---- AVAILABLE DATA

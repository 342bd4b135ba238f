//! Environments, mapper registration and mapping documents.

pub mod environment;
pub mod fragments;
pub mod language;
pub mod parser;
pub mod registry;
pub mod vendor;

pub use environment::Environment;
pub use fragments::SqlFragments;
pub use parser::{MapperDocumentParser, NodeMapperParser};
pub use registry::MapperRegistry;
pub use vendor::{DatabaseIdProvider, VendorDatabaseIdProvider};

use serde::Serialize;

string_enum! {
    /// Kind of a declared statement.
    pub enum SqlCommandType {
        Select => "SELECT",
        Insert => "INSERT",
        Update => "UPDATE",
        Delete => "DELETE",
    }
}

impl SqlCommandType {
    /// Command type for a mapper element name (`select`, `insert`, ...).
    pub fn from_element(name: &str) -> Option<Self> {
        Self::ALL
            .iter()
            .copied()
            .find(|c| c.as_str().eq_ignore_ascii_case(name))
    }
}

/// A statement declared in a mapping document.
#[derive(Debug, Clone, PartialEq, Eq, Serialize)]
pub struct MappedStatement {
    /// `namespace.id`
    pub id: String,
    pub command_type: SqlCommandType,
    pub sql: String,
    /// Document the statement was read from.
    pub resource: String,
    #[serde(skip_serializing_if = "Option::is_none")]
    pub database_id: Option<String>,
    /// Language driver type name.
    pub lang: String,
}

/// A statement whose `include` references could not be resolved yet.
#[derive(Debug, Clone)]
pub struct PendingStatement {
    pub namespace: String,
    pub resource: String,
    pub element: crate::parsing::Node,
    /// The fragment id that was missing at the last attempt.
    pub missing: String,
}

--------

EXERCISE DETAILS: Copy down every record, keeping each one exact.

REPLY:
repository 342bd4b135ba238f
//! Environments, mapper registration and mapping documents.

pub mod environment;
pub mod fragments;
pub mod language;
pub mod parser;
pub mod registry;
pub mod vendor;

pub use environment::Environment;
pub use fragments::SqlFragments;
pub use parser::{MapperDocumentParser, NodeMapperParser};
pub use registry::MapperRegistry;
pub use vendor::{DatabaseIdProvider, VendorDatabaseIdProvider};

use serde::Serialize;

string_enum! {
    /// Kind of a declared statement.
    pub enum SqlCommandType {
        Select => "SELECT",
        Insert => "INSERT",
        Update => "UPDATE",
        Delete => "DELETE",
    }
}

impl SqlCommandType {
    /// Command type for a mapper element name (`select`, `insert`, ...).
    pub fn from_element(name: &str) -> Option<Self> {
        Self::ALL
            .iter()
            .copied()
            .find(|c| c.as_str().eq_ignore_ascii_case(name))
    }
}

/// A statement declared in a mapping document.
#[derive(Debug, Clone, PartialEq, Eq, Serialize)]
pub struct MappedStatement {
    /// `namespace.id`
    pub id: String,
    pub command_type: SqlCommandType,
    pub sql: String,
    /// Document the statement was read from.
    pub resource: String,
    #[serde(skip_serializing_if = "Option::is_none")]
    pub database_id: Option<String>,
    /// Language driver type name.
    pub lang: String,
}

/// A statement whose `include` references could not be resolved yet.
#[derive(Debug, Clone)]
pub struct PendingStatement {
    pub namespace: String,
    pub resource: String,
    pub element: crate::parsing::Node,
    /// The fragment id that was missing at the last attempt.
    pub missing: String,
}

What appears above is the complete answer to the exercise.